> _INSTRUCTIONS FOR THE TASK_:
From the entries that follow, copy each line containing the word "into".

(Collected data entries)
//! SSTable iterators — block-level decode and tombstone-aware scan.
//!
//! Two iterator types live here:
//!
//! - [`BlockIterator`] — decodes a single data block and yields
//!   [`SstCell`] values, with linear in-block seeking.
//! - [`ScanIterator`] — walks data blocks plus the range-tombstone
//!   block, yielding a merged stream of [`SstRecord`] values in
//!   `(key ASC, seqno DESC)` order. This is the tombstone-aware reader
//!   the diff algorithm builds on: point deletes and range deletes are
//!   surfaced, never resolved away.
//!
//! The scan iterator performs no visibility resolution — deciding which
//! record wins at a given snapshot sequence is the diff layer's job.
//!
//! Blocks are decoded lazily, one at a time. Corruption inside a block
//! surfaces as an error from [`ScanIterator::next`]; iteration stops
//! there.

use std::ops::Deref;

use crate::encoding;

use super::{CELL_KIND_DELETE, SstCell, SstError, SstRecord, Sstable};

// ------------------------------------------------------------------------------------------------
// BlockIterator
// ------------------------------------------------------------------------------------------------

/// Iterator over the cells of a single decoded data block.
pub struct BlockIterator {
    /// Raw block payload (concatenated encoded cells).
    data: Vec<u8>,

    /// Cursor into `data`, always at the next cell boundary.
    cursor: usize,
}

impl BlockIterator {
    /// Create an iterator over already-verified block bytes.
    pub(crate) fn new(data: Vec<u8>) -> Self {
        Self { data, cursor: 0 }
    }

    /// Position the cursor on the first cell whose key is ≥
    /// `search_key`. Linear — blocks are small by construction.
    pub(crate) fn seek_to(&mut self, search_key: &[u8]) -> Result<(), SstError> {
        self.cursor = 0;
        while self.cursor < self.data.len() {
            let (cell, consumed) =
                encoding::decode_from_slice::<SstCell>(&self.data[self.cursor..])?;
            if cell.key.as_slice() >= search_key {
                return Ok(());
            }
            self.cursor += consumed;
        }
        Ok(())
    }

    /// Decode and return the next cell, advancing the cursor.
    pub(crate) fn next_cell(&mut self) -> Result<Option<SstCell>, SstError> {
        if self.cursor >= self.data.len() {
            return Ok(None);
        }
        let (cell, consumed) = encoding::decode_from_slice::<SstCell>(&self.data[self.cursor..])?;
        self.cursor += consumed;
        Ok(Some(cell))
    }
}

// ------------------------------------------------------------------------------------------------
// ScanIterator
// ------------------------------------------------------------------------------------------------

/// Tombstone-aware scan over `[start, end)` of one SSTable.
///
/// `end = None` scans to the end of the table. Yields
/// `Result<SstRecord, SstError>` so block corruption mid-scan is
/// reported rather than swallowed.
///
/// Generic over the table handle: borrow (`&Sstable`) for local scans,
/// or any owning pointer (e.g. `Arc<Sstable>`) when the iterator must
/// outlive the caller's frame.
pub struct ScanIterator<S: Deref<Target = Sstable>> {
    table: S,

    /// Index of the data block currently being decoded.
    current_block: usize,

    /// Iterator over the current block, if any point data remains.
    block_iter: Option<BlockIterator>,

    /// Inclusive scan lower bound.
    start: Vec<u8>,

    /// Exclusive scan upper bound; `None` = unbounded.
    end: Option<Vec<u8>>,

    /// Cursor into the table's range-tombstone list.
    range_idx: usize,

    /// Staged next range tombstone.
    next_range: Option<SstRecord>,

    /// Staged next point record.
    next_point: Option<SstRecord>,

    /// Set after a decode error; the iterator is exhausted.
    failed: bool,
}

impl<S: Deref<Target = Sstable>> ScanIterator<S> {
    pub(crate) fn new(table: S, start: Vec<u8>, end: Option<Vec<u8>>) -> Result<Self, SstError> {
        if let Some(end_key) = &end
            && start.as_slice() >= end_key.as_slice()
        {
            return Err(SstError::Internal("scan start >= end".into()));
        }

        let current_block = table.find_block_for_key(&start);
        let block_iter = if current_block < table.index.len() {
            let handle = table.index[current_block].handle;
            let bytes = Sstable::read_block_bytes(&table.mmap, &handle)?;
            let mut it = BlockIterator::new(bytes);
            it.seek_to(&start)?;
            Some(it)
        } else {
            None
        };

        Ok(Self {
            table,
            current_block,
            block_iter,
            start,
            end,
            range_idx: 0,
            next_range: None,
            next_point: None,
            failed: false,
        })
    }

    /// Load the next data block into a fresh [`BlockIterator`].
    fn load_next_block(&mut self) -> Result<bool, SstError> {
        self.current_block += 1;
        if self.current_block >= self.table.index.len() {
            self.block_iter = None;
            return Ok(false);
        }
        let handle = self.table.index[self.current_block].handle;
        let bytes = Sstable::read_block_bytes(&self.table.mmap, &handle)?;
        self.block_iter = Some(BlockIterator::new(bytes));
        Ok(true)
    }

    /// Next point record within the scan bounds, crossing block
    /// boundaries as needed.
    fn next_point_record(&mut self) -> Result<Option<SstRecord>, SstError> {
        loop {
            let Some(it) = self.block_iter.as_mut() else {
                return Ok(None);
            };

            if let Some(cell) = it.next_cell()? {
                if let Some(end) = &self.end
                    && cell.key.as_slice() >= end.as_slice()
                {
                    return Ok(None);
                }

                let record = if cell.kind == CELL_KIND_DELETE {
                    SstRecord::Delete {
                        key: cell.key,
                        seqno: cell.seqno,
                    }
                } else {
                    SstRecord::Put {
                        key: cell.key,
                        seqno: cell.seqno,
                        digest: cell.digest,
                        value: cell.value,
                    }
                };
                return Ok(Some(record));
            }

            if !self.load_next_block()? {
                return Ok(None);
            }
        }
    }

    /// Next range tombstone overlapping the scan bounds.
    fn next_range_record(&mut self) -> Option<SstRecord> {
        while self.range_idx < self.table.range_deletes.len() {
            let r = &self.table.range_deletes[self.range_idx];

            // Entirely left of the window.
            if r.end.as_slice() <= self.start.as_slice() {
                self.range_idx += 1;
                continue;
            }
            // Starts beyond the window.
            if let Some(end) = &self.end
                && r.start.as_slice() >= end.as_slice()
            {
                return None;
            }

            self.range_idx += 1;
            return Some(SstRecord::RangeDelete {
                start: r.start.clone(),
                end: r.end.clone(),
                seqno: r.seqno,
            });
        }
        None
    }
}

impl<S: Deref<Target = Sstable>> Iterator for ScanIterator<S> {
    type Item = Result<SstRecord, SstError>;

    fn next(&mut self) -> Option<Self::Item> {
        if self.failed {
            return None;
        }

        if self.next_range.is_none() {
            self.next_range = self.next_range_record();
        }
        if self.next_point.is_none() {
            match self.next_point_record() {
                Ok(point) => self.next_point = point,
                Err(e) => {
                    self.failed = true;
                    return Some(Err(e));
                }
            }
        }

        match (&self.next_range, &self.next_point) {
            (None, None) => None,
            (Some(_), None) => self.next_range.take().map(Ok),
            (None, Some(_)) => self.next_point.take().map(Ok),
            (Some(r), Some(p)) => {
                if r.cmp(p).is_le() {
                    self.next_range.take().map(Ok)
                } else {
                    self.next_point.take().map(Ok)
                }
            }
        }
    }
}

> _THE ANSWER_:
    /// Cursor into `data`, always at the next cell boundary.
    /// Cursor into the table's range-tombstone list.
            return Err(SstError::Internal("scan start >= end".into()));
    /// Load the next data block into a fresh [`BlockIterator`].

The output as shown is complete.